From legendary age-worthy pours to mixology
Companies producing Muscat de Rivesaltes have available volumes and mixology could open up new markets. “The Roussillon marketing board is targeting this market with Muscat de Rivesaltes and Rivesaltes ambré. We have launched two cocktails – a Muscat Lemon, with 50% Muscat, lemonade and a dash of lemon at 7-8°ABV, which delivers genuine aromatic pleasure. And a Muscat Ginger in the same vein as the Moscow Mule with a dash of lime”, explains Éric Aracil.
The mature vintages help boost Roussillon’s dessert wine credentials as legendary wines for laying down. The Arnaud de Villeneuve winery has realised the potential of differentiating between the two. The Rivesaltes co-operative hives off certain vintages like the 1936 for collectors. “This 85-year-old amber Rivesaltes attracts wine merchants looking for real gems that offer competitive price points for the quality”, points out Guillaume Arbus.

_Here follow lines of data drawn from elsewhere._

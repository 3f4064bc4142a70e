pub mod config;

use async_trait::async_trait;

use crate::context::Context;
use crate::core::{Result, Value};

pub use config::ConnectionConfig;

/// Result of executing a statement that returns no rows.
#[derive(Debug, Clone, Copy, Default)]
pub struct ExecResult {
    /// Number of rows the statement affected, if the server reported one.
    pub rows_affected: u64,
}

/// Server connection capability consumed by the driver core.
///
/// The transaction controller borrows a connection; opening, closing, and
/// handing it out again belong to the pooling collaborator. Implementations
/// should observe the context for their own wire-level waits; the controller
/// additionally races every call against the context, so a canceled
/// round-trip returns promptly either way.
#[async_trait]
pub trait Connection: Send + Sync {
    /// Prepare a SQL statement for execution under the given context.
    async fn prepare<'a>(
        &'a self,
        ctx: &Context,
        sql: &str,
    ) -> Result<Box<dyn PreparedStatement + Send + 'a>>;
}

/// A statement prepared by a [`Connection`], ready to execute.
#[async_trait]
pub trait PreparedStatement: Send {
    /// Execute the statement with the given bound parameters.
    async fn execute(&mut self, params: &[Value]) -> Result<ExecResult>;
}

The colossal winery at Arnaud de Villeneuve in Rivesaltes
The winery has also reviewed its Tradition range of AOP Muscat de Rivesaltes based on 1930s marketing cues that enable it to approach fashionable pubs and cocktail bars. Back in Rivesaltes, 15% of its production is sweet. At Domaine Cazes, managing director Lionel Lavail says, “We have a collection of 74 vintages. Dessert wines represent 20% of our production and it’s a market we will never let go of”.
Roussillon has the lowest yields in France and its wines are exported to 85 countries. “Roussillon offers one of the broadest arrays of styles in the world. Muscat de Rivesaltes could capitalise on opportunities in the mixology industry, export markets included”, concludes Aracil.

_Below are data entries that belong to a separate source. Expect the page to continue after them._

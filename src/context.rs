// ============================================================================
// Cancellation Context
// ============================================================================
//
// Carries the cancellation signal and deadline a driver operation runs
// under. A transaction captures its context at begin time and reuses it,
// unmodified, for commit and rollback.
//
// ============================================================================

use std::future::Future;
use std::sync::Arc;
use std::sync::atomic::{AtomicBool, Ordering};
use std::time::Duration;

use tokio::sync::Notify;
use tokio::time::Instant;

use crate::core::{DriverError, Result};

/// A cancellation token shared between the caller and in-flight operations.
///
/// Clones observe the same state.
#[derive(Clone, Default)]
pub struct CancellationToken {
    inner: Arc<TokenInner>,
}

#[derive(Default)]
struct TokenInner {
    cancelled: AtomicBool,
    notify: Notify,
}

impl CancellationToken {
    pub fn new() -> Self {
        Self::default()
    }

    /// Signal cancellation and wake every pending `cancelled()` wait.
    pub fn cancel(&self) {
        self.inner.cancelled.store(true, Ordering::SeqCst);
        self.inner.notify.notify_waiters();
    }

    pub fn is_cancelled(&self) -> bool {
        self.inner.cancelled.load(Ordering::SeqCst)
    }

    /// Resolves once the token has been canceled.
    pub async fn cancelled(&self) {
        loop {
            if self.is_cancelled() {
                return;
            }
            let notified = self.inner.notify.notified();
            // notify_waiters only wakes already-registered waiters; a cancel
            // landing between the check above and registration must be
            // re-checked here.
            if self.is_cancelled() {
                return;
            }
            notified.await;
        }
    }
}

/// Cancellation-aware execution context for driver operations.
///
/// Cheap to clone. A context with neither a token nor a deadline never
/// cancels.
#[derive(Clone, Default)]
pub struct Context {
    cancellation: Option<CancellationToken>,
    deadline: Option<Instant>,
}

impl Context {
    /// A context that never cancels and never expires.
    pub fn new() -> Self {
        Self::default()
    }

    pub fn with_cancellation(mut self, token: CancellationToken) -> Self {
        self.cancellation = Some(token);
        self
    }

    pub fn with_deadline(mut self, deadline: Instant) -> Self {
        self.deadline = Some(deadline);
        self
    }

    pub fn with_timeout(self, timeout: Duration) -> Self {
        self.with_deadline(Instant::now() + timeout)
    }

    pub fn deadline(&self) -> Option<Instant> {
        self.deadline
    }

    pub fn is_cancelled(&self) -> bool {
        self.check().is_err()
    }

    /// Fail fast if the context is already canceled or past its deadline.
    pub fn check(&self) -> Result<()> {
        if let Some(token) = &self.cancellation {
            if token.is_cancelled() {
                return Err(DriverError::Canceled);
            }
        }
        if let Some(deadline) = self.deadline {
            if Instant::now() >= deadline {
                return Err(DriverError::DeadlineExceeded);
            }
        }
        Ok(())
    }

    /// Run a driver operation under this context.
    ///
    /// An already-canceled context returns immediately without polling the
    /// future at all. Otherwise the future races cancellation and the
    /// deadline; the losing side is dropped, so a canceled network
    /// round-trip returns promptly instead of completing.
    pub async fn run<T, F>(&self, fut: F) -> Result<T>
    where
        F: Future<Output = Result<T>>,
    {
        self.check()?;

        let cancelled = async {
            match &self.cancellation {
                Some(token) => token.cancelled().await,
                None => futures::future::pending().await,
            }
        };
        let expired = async {
            match self.deadline {
                Some(deadline) => tokio::time::sleep_until(deadline).await,
                None => futures::future::pending().await,
            }
        };

        tokio::select! {
            biased;
            _ = cancelled => Err(DriverError::Canceled),
            _ = expired => Err(DriverError::DeadlineExceeded),
            result = fut => result,
        }
    }
}

#[cfg(test)]
mod tests {
    use super::*;

    #[tokio::test]
    async fn test_cancel_wakes_pending_wait() {
        let token = CancellationToken::new();
        let waiter = token.clone();
        let handle = tokio::spawn(async move { waiter.cancelled().await });

        tokio::task::yield_now().await;
        token.cancel();

        handle.await.unwrap();
        assert!(token.is_cancelled());
    }

    #[tokio::test]
    async fn test_run_passes_through_result() {
        let ctx = Context::new();
        let value = ctx.run(async { Ok(42) }).await.unwrap();
        assert_eq!(value, 42);
    }

    #[tokio::test]
    async fn test_run_does_not_poll_when_already_canceled() {
        let token = CancellationToken::new();
        token.cancel();
        let ctx = Context::new().with_cancellation(token);

        let polled = Arc::new(AtomicBool::new(false));
        let flag = polled.clone();
        let result = ctx
            .run(async move {
                flag.store(true, Ordering::SeqCst);
                Ok(())
            })
            .await;

        assert!(matches!(result, Err(DriverError::Canceled)));
        assert!(!polled.load(Ordering::SeqCst));
    }

    #[tokio::test]
    async fn test_run_cancels_in_flight_operation() {
        let token = CancellationToken::new();
        let ctx = Context::new().with_cancellation(token.clone());

        let canceler = tokio::spawn(async move {
            tokio::task::yield_now().await;
            token.cancel();
        });

        let result: Result<()> = ctx.run(futures::future::pending()).await;
        assert!(matches!(result, Err(DriverError::Canceled)));
        canceler.await.unwrap();
    }

    #[tokio::test(start_paused = true)]
    async fn test_run_observes_deadline() {
        let ctx = Context::new().with_timeout(Duration::from_millis(50));

        let result: Result<()> = ctx.run(futures::future::pending()).await;
        assert!(matches!(result, Err(DriverError::DeadlineExceeded)));
    }

    #[tokio::test(start_paused = true)]
    async fn test_expired_deadline_fails_check() {
        let ctx = Context::new().with_timeout(Duration::from_millis(10));
        tokio::time::advance(Duration::from_millis(20)).await;

        assert!(ctx.is_cancelled());
        assert!(matches!(ctx.check(), Err(DriverError::DeadlineExceeded)));
    }
}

Focusing on organic wines and wine tourism
Maison Cazes, which belongs to international group Advini, is rightly deemed to be one of Roussillon’s driving forces, pioneering wine tourism and biodynamics in France. Its dry and sweet wines are served at Michelin-starred tables around the world. With 330 hectares of vines farmed organically, biodynamically and according to HVE 3 standards, Cazes estates own Clos de Paulilles near Collioure, Domaine du Chêne in the Aspres and Mas Latour Lavail along the terraces of the river Têt.
A leading light for organic wine, at the cutting edge of innovation, the company has both Ecocert and Biodivin certification, and is also certified in Switzerland, the United States, Canada, Japan, Brazil, South Korea and China.
“We are the leading Roussillon company in the restaurant and travel retail sectors. We are due to launch the Cap au Sud brand in supermarkets, which is a range of three dry organic and biodynamic Pays d'Oc wines, and Grand Cap, a Côtes du Roussillon Village. These are sun-filled, full-bodied, Catalan wines, with a consumer-focused app inspired by the lunar calendar”, says Domaine Cazes’ managing director.
Lionel Lavail, managing director of Maison Cazes in Rivesaltes
The company aims to showcase Catalan lifestyle at its organic ‘canteen’ La Table d'Aimé in Rivesaltes and its guest rooms at Mas Latour Lavail. “At Domaine du Grand Chêne, a 35-hectare property at the foot of Mount Canigou, we are converting the vineyards over to biodynamic and plan to make natural wines under the Côtes du Roussillon Village Les Aspres appellation”, says Lavail. And that’s an offer the Chinese are not likely to pass up on.